- Opening Delimiter -
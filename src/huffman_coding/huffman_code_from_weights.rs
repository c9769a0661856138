//! Turns symbol frequencies into Huffman code lengths.
//!
//! The tree is never built explicitly; a min-heap merges the two lightest
//! nodes until one remains, and each leaf's depth is its code length. If
//! any length exceeds the format's 20-bit limit the weights are flattened
//! (halved, plus one) and the whole merge re-run, which converges quickly.

use std::cmp::Reverse;
use std::collections::BinaryHeap;

use super::MAX_CODE_LEN;

/// Compute code lengths for the first `alpha_size` symbols of `freqs`,
/// writing them into `lengths`. Zero-frequency symbols are treated as
/// frequency one so every symbol gets a code.
pub fn assign_code_lengths(lengths: &mut [u32], freqs: &[u32], alpha_size: usize) {
    // Weight in the high bits, tree depth in the low byte. Carrying the
    // depth inside the weight makes ties merge shallow-first, which keeps
    // the tree balanced among equal weights.
    let mut weights: Vec<u64> = freqs
        .iter()
        .take(alpha_size)
        .map(|&f| (if f == 0 { 1 } else { f as u64 }) << 8)
        .collect();

    loop {
        // Leaves are nodes 0..alpha_size, merges take ids from alpha_size up.
        let mut parent: Vec<usize> = vec![usize::MAX; 2 * alpha_size];
        let mut heap: BinaryHeap<Reverse<(u64, usize)>> = weights
            .iter()
            .enumerate()
            .map(|(i, &w)| Reverse((w, i)))
            .collect();

        let mut next_id = alpha_size;
        while heap.len() > 1 {
            let Reverse((w1, n1)) = heap.pop().unwrap_or_default();
            let Reverse((w2, n2)) = heap.pop().unwrap_or_default();
            parent[n1] = next_id;
            parent[n2] = next_id;
            heap.push(Reverse((add_weights(w1, w2), next_id)));
            next_id += 1;
        }

        let mut too_long = false;
        for (i, len) in lengths.iter_mut().enumerate().take(alpha_size) {
            let mut depth = 0_u32;
            let mut k = i;
            while parent[k] != usize::MAX {
                k = parent[k];
                depth += 1;
            }
            *len = depth;
            too_long |= depth > MAX_CODE_LEN;
        }
        if !too_long {
            return;
        }

        // Flatten the weight distribution and retry.
        for w in weights.iter_mut() {
            let half = (*w >> 8) / 2;
            *w = (half + 1) << 8;
        }
    }
}

/// Parent weight: sum of the weights, depth one past the deeper child.
#[inline(always)]
fn add_weights(a: u64, b: u64) -> u64 {
    const WEIGHT_MASK: u64 = !0xff;
    const DEPTH_MASK: u64 = 0xff;
    ((a & WEIGHT_MASK) + (b & WEIGHT_MASK)) | (1 + (a & DEPTH_MASK).max(b & DEPTH_MASK))
}

#[cfg(test)]
mod test {
    use super::*;

    fn kraft_sum(lengths: &[u32]) -> f64 {
        lengths.iter().map(|&l| (0.5_f64).powi(l as i32)).sum()
    }

    #[test]
    fn uniform_frequencies_give_balanced_codes() {
        let freqs = [10_u32; 8];
        let mut lengths = [0_u32; 8];
        assign_code_lengths(&mut lengths, &freqs, 8);
        assert_eq!(lengths, [3; 8]);
    }

    #[test]
    fn lengths_form_a_complete_code() {
        let freqs: Vec<u32> = (1..=40).map(|n| n * n).collect();
        let mut lengths = vec![0_u32; 40];
        assign_code_lengths(&mut lengths, &freqs, 40);
        assert!((kraft_sum(&lengths) - 1.0).abs() < 1e-9);
    }

    #[test]
    fn rare_symbols_get_longer_codes() {
        let freqs = [1000, 1000, 1000, 1];
        let mut lengths = [0_u32; 4];
        assign_code_lengths(&mut lengths, &freqs, 4);
        assert!(lengths[3] >= lengths[0]);
        assert!(lengths[3] >= lengths[1]);
    }

    #[test]
    fn zero_frequency_symbols_still_coded() {
        let freqs = [50, 0, 50, 0];
        let mut lengths = [0_u32; 4];
        assign_code_lengths(&mut lengths, &freqs, 4);
        assert!(lengths.iter().all(|&l| l >= 1));
        assert!((kraft_sum(&lengths) - 1.0).abs() < 1e-9);
    }

    #[test]
    fn depth_is_capped() {
        // near-fibonacci frequencies force a degenerate tree well past
        // the limit until the flattening retry kicks in
        let mut freqs = vec![0_u32; 40];
        let (mut a, mut b) = (1_u64, 1_u64);
        for f in freqs.iter_mut() {
            *f = a.min(u32::MAX as u64) as u32;
            let c = a + b;
            a = b;
            b = c;
        }
        let mut lengths = vec![0_u32; 40];
        assign_code_lengths(&mut lengths, &freqs, 40);
        assert!(lengths.iter().all(|&l| l <= MAX_CODE_LEN));
        assert!((kraft_sum(&lengths) - 1.0).abs() < 1e-9);
    }
}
- Closing Delimiter -
● **Required work**: Returned text must match every record word for word.

● **Result for this exercise**:
filename src/huffman_coding/huffman_code_from_weights.rs
repository c9769a0661856138
//! Turns symbol frequencies into Huffman code lengths.
//!
//! The tree is never built explicitly; a min-heap merges the two lightest
//! nodes until one remains, and each leaf's depth is its code length. If
//! any length exceeds the format's 20-bit limit the weights are flattened
//! (halved, plus one) and the whole merge re-run, which converges quickly.

use std::cmp::Reverse;
use std::collections::BinaryHeap;

use super::MAX_CODE_LEN;

/// Compute code lengths for the first `alpha_size` symbols of `freqs`,
/// writing them into `lengths`. Zero-frequency symbols are treated as
/// frequency one so every symbol gets a code.
pub fn assign_code_lengths(lengths: &mut [u32], freqs: &[u32], alpha_size: usize) {
    // Weight in the high bits, tree depth in the low byte. Carrying the
    // depth inside the weight makes ties merge shallow-first, which keeps
    // the tree balanced among equal weights.
    let mut weights: Vec<u64> = freqs
        .iter()
        .take(alpha_size)
        .map(|&f| (if f == 0 { 1 } else { f as u64 }) << 8)
        .collect();

    loop {
        // Leaves are nodes 0..alpha_size, merges take ids from alpha_size up.
        let mut parent: Vec<usize> = vec![usize::MAX; 2 * alpha_size];
        let mut heap: BinaryHeap<Reverse<(u64, usize)>> = weights
            .iter()
            .enumerate()
            .map(|(i, &w)| Reverse((w, i)))
            .collect();

        let mut next_id = alpha_size;
        while heap.len() > 1 {
            let Reverse((w1, n1)) = heap.pop().unwrap_or_default();
            let Reverse((w2, n2)) = heap.pop().unwrap_or_default();
            parent[n1] = next_id;
            parent[n2] = next_id;
            heap.push(Reverse((add_weights(w1, w2), next_id)));
            next_id += 1;
        }

        let mut too_long = false;
        for (i, len) in lengths.iter_mut().enumerate().take(alpha_size) {
            let mut depth = 0_u32;
            let mut k = i;
            while parent[k] != usize::MAX {
                k = parent[k];
                depth += 1;
            }
            *len = depth;
            too_long |= depth > MAX_CODE_LEN;
        }
        if !too_long {
            return;
        }

        // Flatten the weight distribution and retry.
        for w in weights.iter_mut() {
            let half = (*w >> 8) / 2;
            *w = (half + 1) << 8;
        }
    }
}

/// Parent weight: sum of the weights, depth one past the deeper child.
#[inline(always)]
fn add_weights(a: u64, b: u64) -> u64 {
    const WEIGHT_MASK: u64 = !0xff;
    const DEPTH_MASK: u64 = 0xff;
    ((a & WEIGHT_MASK) + (b & WEIGHT_MASK)) | (1 + (a & DEPTH_MASK).max(b & DEPTH_MASK))
}

#[cfg(test)]
mod test {
    use super::*;

    fn kraft_sum(lengths: &[u32]) -> f64 {
        lengths.iter().map(|&l| (0.5_f64).powi(l as i32)).sum()
    }

    #[test]
    fn uniform_frequencies_give_balanced_codes() {
        let freqs = [10_u32; 8];
        let mut lengths = [0_u32; 8];
        assign_code_lengths(&mut lengths, &freqs, 8);
        assert_eq!(lengths, [3; 8]);
    }

    #[test]
    fn lengths_form_a_complete_code() {
        let freqs: Vec<u32> = (1..=40).map(|n| n * n).collect();
        let mut lengths = vec![0_u32; 40];
        assign_code_lengths(&mut lengths, &freqs, 40);
        assert!((kraft_sum(&lengths) - 1.0).abs() < 1e-9);
    }

    #[test]
    fn rare_symbols_get_longer_codes() {
        let freqs = [1000, 1000, 1000, 1];
        let mut lengths = [0_u32; 4];
        assign_code_lengths(&mut lengths, &freqs, 4);
        assert!(lengths[3] >= lengths[0]);
        assert!(lengths[3] >= lengths[1]);
    }

    #[test]
    fn zero_frequency_symbols_still_coded() {
        let freqs = [50, 0, 50, 0];
        let mut lengths = [0_u32; 4];
        assign_code_lengths(&mut lengths, &freqs, 4);
        assert!(lengths.iter().all(|&l| l >= 1));
        assert!((kraft_sum(&lengths) - 1.0).abs() < 1e-9);
    }

    #[test]
    fn depth_is_capped() {
        // near-fibonacci frequencies force a degenerate tree well past
        // the limit until the flattening retry kicks in
        let mut freqs = vec![0_u32; 40];
        let (mut a, mut b) = (1_u64, 1_u64);
        for f in freqs.iter_mut() {
            *f = a.min(u32::MAX as u64) as u32;
            let c = a + b;
            a = b;
            b = c;
        }
        let mut lengths = vec![0_u32; 40];
        assign_code_lengths(&mut lengths, &freqs, 40);
        assert!(lengths.iter().all(|&l| l <= MAX_CODE_LEN));
        assert!((kraft_sum(&lengths) - 1.0).abs() < 1e-9);
    }
}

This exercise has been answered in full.